[Task details] Find "pub fn sent_types(&self)" and "track must be" in the records below. Copy the lines holding them and every line between, exactly, and no others.
******************************
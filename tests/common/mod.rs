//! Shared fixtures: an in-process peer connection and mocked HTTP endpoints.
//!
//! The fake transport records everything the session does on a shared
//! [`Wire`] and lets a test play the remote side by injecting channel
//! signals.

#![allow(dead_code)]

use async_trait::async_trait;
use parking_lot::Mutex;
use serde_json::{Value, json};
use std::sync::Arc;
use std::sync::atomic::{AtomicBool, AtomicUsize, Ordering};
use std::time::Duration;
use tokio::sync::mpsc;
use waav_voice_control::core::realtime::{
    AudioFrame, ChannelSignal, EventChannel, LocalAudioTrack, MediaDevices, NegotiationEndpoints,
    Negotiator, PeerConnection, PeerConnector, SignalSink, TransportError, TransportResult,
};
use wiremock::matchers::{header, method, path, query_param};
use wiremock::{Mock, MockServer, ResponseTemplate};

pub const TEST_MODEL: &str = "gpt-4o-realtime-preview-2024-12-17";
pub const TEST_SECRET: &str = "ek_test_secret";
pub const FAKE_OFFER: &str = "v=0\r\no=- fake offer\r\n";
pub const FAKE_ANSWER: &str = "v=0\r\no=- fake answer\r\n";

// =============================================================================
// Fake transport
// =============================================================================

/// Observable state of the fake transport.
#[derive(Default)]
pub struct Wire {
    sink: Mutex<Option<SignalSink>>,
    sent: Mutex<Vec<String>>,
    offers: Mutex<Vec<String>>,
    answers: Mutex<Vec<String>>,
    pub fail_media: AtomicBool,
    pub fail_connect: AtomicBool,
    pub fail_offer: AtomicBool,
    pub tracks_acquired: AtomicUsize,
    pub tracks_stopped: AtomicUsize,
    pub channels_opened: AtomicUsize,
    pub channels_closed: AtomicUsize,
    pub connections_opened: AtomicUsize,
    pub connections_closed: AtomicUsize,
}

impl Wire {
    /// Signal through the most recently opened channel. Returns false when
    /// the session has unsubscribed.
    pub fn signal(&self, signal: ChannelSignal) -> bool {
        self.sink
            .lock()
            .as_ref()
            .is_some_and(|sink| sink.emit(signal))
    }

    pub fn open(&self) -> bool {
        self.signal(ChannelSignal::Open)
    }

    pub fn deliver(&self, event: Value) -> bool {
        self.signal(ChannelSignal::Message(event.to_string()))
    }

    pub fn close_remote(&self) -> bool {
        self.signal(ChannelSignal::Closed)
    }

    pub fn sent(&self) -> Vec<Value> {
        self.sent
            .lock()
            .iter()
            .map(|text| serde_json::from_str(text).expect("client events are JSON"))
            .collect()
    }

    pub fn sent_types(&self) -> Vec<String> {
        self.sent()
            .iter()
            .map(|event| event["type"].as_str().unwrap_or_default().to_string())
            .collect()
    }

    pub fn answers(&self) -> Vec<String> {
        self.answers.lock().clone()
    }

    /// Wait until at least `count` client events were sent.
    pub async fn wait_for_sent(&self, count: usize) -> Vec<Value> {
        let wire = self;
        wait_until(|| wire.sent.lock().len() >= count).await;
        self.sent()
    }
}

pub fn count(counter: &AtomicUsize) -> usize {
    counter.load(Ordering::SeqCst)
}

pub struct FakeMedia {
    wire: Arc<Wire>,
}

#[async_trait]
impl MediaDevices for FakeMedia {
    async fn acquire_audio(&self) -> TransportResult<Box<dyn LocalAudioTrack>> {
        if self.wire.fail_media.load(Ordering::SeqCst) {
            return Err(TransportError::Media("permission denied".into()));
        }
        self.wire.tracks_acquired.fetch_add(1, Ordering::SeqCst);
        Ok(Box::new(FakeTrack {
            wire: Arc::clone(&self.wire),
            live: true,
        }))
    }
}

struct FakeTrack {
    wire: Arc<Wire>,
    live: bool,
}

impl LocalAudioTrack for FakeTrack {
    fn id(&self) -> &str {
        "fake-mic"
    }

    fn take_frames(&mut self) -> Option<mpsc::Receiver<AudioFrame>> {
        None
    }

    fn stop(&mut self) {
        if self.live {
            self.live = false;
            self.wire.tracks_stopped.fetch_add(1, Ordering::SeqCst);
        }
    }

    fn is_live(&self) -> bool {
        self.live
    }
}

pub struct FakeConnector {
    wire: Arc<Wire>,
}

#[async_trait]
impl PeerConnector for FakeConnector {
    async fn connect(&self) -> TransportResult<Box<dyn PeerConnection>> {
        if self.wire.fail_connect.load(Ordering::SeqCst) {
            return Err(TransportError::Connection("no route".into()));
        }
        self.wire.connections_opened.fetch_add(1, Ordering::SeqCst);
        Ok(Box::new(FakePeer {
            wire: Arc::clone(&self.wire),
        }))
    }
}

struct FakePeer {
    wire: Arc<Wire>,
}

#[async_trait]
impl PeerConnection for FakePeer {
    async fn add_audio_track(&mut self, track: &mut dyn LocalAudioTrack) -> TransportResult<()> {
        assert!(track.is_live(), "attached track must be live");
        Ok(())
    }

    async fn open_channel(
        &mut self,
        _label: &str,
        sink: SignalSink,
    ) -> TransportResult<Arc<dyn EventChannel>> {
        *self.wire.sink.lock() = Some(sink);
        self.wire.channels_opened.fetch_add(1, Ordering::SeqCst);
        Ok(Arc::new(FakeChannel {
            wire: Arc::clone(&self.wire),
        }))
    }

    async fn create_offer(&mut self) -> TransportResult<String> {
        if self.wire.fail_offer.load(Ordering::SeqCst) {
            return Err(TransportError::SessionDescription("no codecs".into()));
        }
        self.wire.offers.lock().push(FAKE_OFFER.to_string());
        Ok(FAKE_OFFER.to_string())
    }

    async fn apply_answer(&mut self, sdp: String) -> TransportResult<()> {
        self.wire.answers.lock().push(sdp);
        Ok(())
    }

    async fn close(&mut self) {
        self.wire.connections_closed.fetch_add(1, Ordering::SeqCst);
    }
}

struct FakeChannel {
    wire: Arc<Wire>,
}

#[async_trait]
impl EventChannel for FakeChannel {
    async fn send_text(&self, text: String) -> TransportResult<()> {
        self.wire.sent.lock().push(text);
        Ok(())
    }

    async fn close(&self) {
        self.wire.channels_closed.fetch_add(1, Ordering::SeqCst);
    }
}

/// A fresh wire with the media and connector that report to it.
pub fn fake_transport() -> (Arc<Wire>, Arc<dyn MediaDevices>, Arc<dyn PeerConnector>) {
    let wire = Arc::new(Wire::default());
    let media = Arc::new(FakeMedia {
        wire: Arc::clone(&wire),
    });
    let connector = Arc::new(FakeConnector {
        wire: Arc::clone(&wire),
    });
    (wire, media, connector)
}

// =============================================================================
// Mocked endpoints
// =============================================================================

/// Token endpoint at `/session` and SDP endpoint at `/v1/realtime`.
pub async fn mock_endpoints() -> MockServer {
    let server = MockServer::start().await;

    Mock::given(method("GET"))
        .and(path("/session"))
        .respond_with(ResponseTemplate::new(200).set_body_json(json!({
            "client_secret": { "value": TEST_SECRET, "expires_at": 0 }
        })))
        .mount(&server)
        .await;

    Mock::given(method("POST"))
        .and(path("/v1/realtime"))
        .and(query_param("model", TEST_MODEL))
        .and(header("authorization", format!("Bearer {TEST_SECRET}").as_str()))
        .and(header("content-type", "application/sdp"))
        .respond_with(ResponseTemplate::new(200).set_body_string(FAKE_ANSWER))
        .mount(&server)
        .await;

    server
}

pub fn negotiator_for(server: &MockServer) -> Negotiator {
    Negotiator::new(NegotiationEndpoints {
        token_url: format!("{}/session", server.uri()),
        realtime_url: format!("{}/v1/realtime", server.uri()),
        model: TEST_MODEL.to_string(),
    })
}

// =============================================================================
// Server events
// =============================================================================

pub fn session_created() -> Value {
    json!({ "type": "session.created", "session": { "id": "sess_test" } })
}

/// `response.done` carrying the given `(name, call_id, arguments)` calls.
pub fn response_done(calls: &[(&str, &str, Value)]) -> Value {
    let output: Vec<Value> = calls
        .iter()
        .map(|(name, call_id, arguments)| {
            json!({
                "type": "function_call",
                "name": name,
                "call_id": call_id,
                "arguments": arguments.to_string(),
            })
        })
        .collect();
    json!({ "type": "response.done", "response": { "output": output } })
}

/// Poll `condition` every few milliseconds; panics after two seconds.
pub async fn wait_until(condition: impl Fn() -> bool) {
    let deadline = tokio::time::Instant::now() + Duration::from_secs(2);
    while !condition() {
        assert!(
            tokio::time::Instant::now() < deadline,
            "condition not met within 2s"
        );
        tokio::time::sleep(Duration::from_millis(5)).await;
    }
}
******************************
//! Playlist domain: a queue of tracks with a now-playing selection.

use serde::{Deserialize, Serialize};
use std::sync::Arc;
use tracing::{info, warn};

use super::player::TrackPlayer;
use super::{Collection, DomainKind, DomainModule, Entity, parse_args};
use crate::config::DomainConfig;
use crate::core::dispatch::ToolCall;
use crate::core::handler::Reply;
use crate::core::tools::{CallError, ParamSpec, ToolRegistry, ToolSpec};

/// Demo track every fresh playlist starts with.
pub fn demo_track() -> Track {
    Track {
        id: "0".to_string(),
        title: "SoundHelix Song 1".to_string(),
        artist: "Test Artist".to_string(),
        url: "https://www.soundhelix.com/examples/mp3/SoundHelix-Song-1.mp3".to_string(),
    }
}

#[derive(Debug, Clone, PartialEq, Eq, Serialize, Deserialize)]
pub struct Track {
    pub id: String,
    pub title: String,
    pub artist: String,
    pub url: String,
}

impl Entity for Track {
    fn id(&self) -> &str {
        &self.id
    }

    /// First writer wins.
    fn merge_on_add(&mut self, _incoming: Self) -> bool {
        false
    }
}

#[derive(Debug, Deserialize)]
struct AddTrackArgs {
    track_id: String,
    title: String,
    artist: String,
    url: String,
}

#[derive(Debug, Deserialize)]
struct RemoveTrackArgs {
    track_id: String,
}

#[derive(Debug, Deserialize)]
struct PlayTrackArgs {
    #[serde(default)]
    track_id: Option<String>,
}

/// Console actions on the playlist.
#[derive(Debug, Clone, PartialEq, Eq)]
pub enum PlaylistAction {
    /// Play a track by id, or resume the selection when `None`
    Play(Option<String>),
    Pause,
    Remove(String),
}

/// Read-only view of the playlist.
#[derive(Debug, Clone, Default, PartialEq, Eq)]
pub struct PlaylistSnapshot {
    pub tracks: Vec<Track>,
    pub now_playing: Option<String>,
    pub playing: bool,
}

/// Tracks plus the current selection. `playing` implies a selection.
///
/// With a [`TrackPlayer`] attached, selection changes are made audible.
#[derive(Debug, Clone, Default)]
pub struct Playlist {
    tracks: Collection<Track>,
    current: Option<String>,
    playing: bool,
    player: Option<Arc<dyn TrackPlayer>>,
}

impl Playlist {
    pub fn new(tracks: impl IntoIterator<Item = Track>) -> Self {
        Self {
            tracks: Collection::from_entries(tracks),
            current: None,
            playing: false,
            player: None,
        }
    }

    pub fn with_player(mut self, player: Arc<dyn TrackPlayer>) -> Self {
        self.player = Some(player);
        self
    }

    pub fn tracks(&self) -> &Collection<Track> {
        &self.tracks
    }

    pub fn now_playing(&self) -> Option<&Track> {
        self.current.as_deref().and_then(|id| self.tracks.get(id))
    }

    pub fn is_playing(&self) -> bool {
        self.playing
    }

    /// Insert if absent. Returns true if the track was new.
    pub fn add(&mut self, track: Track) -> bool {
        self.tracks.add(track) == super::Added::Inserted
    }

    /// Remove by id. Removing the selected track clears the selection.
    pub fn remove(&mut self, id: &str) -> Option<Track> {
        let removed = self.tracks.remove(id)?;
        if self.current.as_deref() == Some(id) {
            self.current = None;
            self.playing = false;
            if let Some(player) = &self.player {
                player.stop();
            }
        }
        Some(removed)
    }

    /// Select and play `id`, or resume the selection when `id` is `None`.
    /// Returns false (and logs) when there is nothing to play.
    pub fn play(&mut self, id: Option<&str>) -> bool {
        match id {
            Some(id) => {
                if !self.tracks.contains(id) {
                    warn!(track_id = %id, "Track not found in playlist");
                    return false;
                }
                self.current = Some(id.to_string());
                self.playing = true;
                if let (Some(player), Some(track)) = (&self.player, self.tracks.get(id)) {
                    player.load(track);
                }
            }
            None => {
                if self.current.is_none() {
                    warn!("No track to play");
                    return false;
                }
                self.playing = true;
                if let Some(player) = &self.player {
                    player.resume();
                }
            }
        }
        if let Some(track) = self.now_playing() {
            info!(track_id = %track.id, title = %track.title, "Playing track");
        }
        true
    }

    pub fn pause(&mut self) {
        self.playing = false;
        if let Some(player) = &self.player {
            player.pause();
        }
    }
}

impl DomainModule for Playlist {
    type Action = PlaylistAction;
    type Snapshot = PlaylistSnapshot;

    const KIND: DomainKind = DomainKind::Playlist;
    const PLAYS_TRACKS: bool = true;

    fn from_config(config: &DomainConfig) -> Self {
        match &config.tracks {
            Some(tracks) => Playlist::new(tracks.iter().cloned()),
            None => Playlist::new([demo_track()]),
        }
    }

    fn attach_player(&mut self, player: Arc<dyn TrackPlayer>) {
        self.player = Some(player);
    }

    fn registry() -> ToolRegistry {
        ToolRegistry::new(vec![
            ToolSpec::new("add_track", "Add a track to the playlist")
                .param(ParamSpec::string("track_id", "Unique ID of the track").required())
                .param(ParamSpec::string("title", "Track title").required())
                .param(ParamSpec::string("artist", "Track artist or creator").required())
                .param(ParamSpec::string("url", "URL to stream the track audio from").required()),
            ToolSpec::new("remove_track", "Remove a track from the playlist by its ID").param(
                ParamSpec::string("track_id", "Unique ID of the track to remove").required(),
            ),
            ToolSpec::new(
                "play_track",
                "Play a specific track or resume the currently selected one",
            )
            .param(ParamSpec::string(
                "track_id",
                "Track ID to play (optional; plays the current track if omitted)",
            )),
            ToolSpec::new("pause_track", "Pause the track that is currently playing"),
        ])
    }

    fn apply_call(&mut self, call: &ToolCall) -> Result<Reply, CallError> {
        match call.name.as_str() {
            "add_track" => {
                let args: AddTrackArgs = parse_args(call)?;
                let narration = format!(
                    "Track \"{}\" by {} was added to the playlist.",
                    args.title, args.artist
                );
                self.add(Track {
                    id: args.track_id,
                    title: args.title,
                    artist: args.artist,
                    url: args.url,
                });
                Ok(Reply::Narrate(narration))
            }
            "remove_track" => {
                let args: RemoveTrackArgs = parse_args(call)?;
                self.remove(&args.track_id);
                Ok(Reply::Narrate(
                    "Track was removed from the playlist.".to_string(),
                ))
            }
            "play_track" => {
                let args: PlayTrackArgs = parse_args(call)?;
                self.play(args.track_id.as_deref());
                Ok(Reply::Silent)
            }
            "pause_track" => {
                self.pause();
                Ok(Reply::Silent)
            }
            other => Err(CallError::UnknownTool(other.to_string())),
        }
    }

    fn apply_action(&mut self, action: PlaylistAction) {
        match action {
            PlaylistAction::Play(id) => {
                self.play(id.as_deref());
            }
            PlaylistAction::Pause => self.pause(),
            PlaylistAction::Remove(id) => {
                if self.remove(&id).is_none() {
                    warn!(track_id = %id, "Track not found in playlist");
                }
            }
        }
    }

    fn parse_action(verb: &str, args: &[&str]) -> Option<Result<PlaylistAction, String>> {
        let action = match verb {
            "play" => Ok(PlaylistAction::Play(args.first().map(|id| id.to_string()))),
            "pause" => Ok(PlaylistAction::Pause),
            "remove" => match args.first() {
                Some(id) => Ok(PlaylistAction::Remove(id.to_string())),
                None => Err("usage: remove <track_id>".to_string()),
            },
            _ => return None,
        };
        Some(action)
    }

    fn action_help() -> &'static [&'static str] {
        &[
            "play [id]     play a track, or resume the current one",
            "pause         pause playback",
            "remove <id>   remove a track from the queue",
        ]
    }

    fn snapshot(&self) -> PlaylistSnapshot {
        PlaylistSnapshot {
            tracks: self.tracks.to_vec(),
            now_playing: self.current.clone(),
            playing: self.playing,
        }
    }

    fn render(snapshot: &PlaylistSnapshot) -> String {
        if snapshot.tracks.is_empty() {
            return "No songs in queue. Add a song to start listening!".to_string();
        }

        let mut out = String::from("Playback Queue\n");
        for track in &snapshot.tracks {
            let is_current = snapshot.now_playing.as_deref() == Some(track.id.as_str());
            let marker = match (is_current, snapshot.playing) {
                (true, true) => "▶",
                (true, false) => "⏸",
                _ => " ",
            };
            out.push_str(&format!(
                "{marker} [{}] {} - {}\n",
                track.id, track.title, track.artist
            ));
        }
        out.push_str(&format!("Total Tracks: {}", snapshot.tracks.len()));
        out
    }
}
******************************
[Solution below]
    pub fn sent_types(&self) -> Vec<String> {
        self.sent()
            .iter()
            .map(|event| event["type"].as_str().unwrap_or_default().to_string())
            .collect()
    }

    pub fn answers(&self) -> Vec<String> {
        self.answers.lock().clone()
    }

    /// Wait until at least `count` client events were sent.
    pub async fn wait_for_sent(&self, count: usize) -> Vec<Value> {
        let wire = self;
        wait_until(|| wire.sent.lock().len() >= count).await;
        self.sent()
    }
}

pub fn count(counter: &AtomicUsize) -> usize {
    counter.load(Ordering::SeqCst)
}

pub struct FakeMedia {
    wire: Arc<Wire>,
}

#[async_trait]
impl MediaDevices for FakeMedia {
    async fn acquire_audio(&self) -> TransportResult<Box<dyn LocalAudioTrack>> {
        if self.wire.fail_media.load(Ordering::SeqCst) {
            return Err(TransportError::Media("permission denied".into()));
        }
        self.wire.tracks_acquired.fetch_add(1, Ordering::SeqCst);
        Ok(Box::new(FakeTrack {
            wire: Arc::clone(&self.wire),
            live: true,
        }))
    }
}

struct FakeTrack {
    wire: Arc<Wire>,
    live: bool,
}

impl LocalAudioTrack for FakeTrack {
    fn id(&self) -> &str {
        "fake-mic"
    }

    fn take_frames(&mut self) -> Option<mpsc::Receiver<AudioFrame>> {
        None
    }

    fn stop(&mut self) {
        if self.live {
            self.live = false;
            self.wire.tracks_stopped.fetch_add(1, Ordering::SeqCst);
        }
    }

    fn is_live(&self) -> bool {
        self.live
    }
}

pub struct FakeConnector {
    wire: Arc<Wire>,
}

#[async_trait]
impl PeerConnector for FakeConnector {
    async fn connect(&self) -> TransportResult<Box<dyn PeerConnection>> {
        if self.wire.fail_connect.load(Ordering::SeqCst) {
            return Err(TransportError::Connection("no route".into()));
        }
        self.wire.connections_opened.fetch_add(1, Ordering::SeqCst);
        Ok(Box::new(FakePeer {
            wire: Arc::clone(&self.wire),
        }))
    }
}

struct FakePeer {
    wire: Arc<Wire>,
}

#[async_trait]
impl PeerConnection for FakePeer {
    async fn add_audio_track(&mut self, track: &mut dyn LocalAudioTrack) -> TransportResult<()> {
        assert!(track.is_live(), "attached track must be live");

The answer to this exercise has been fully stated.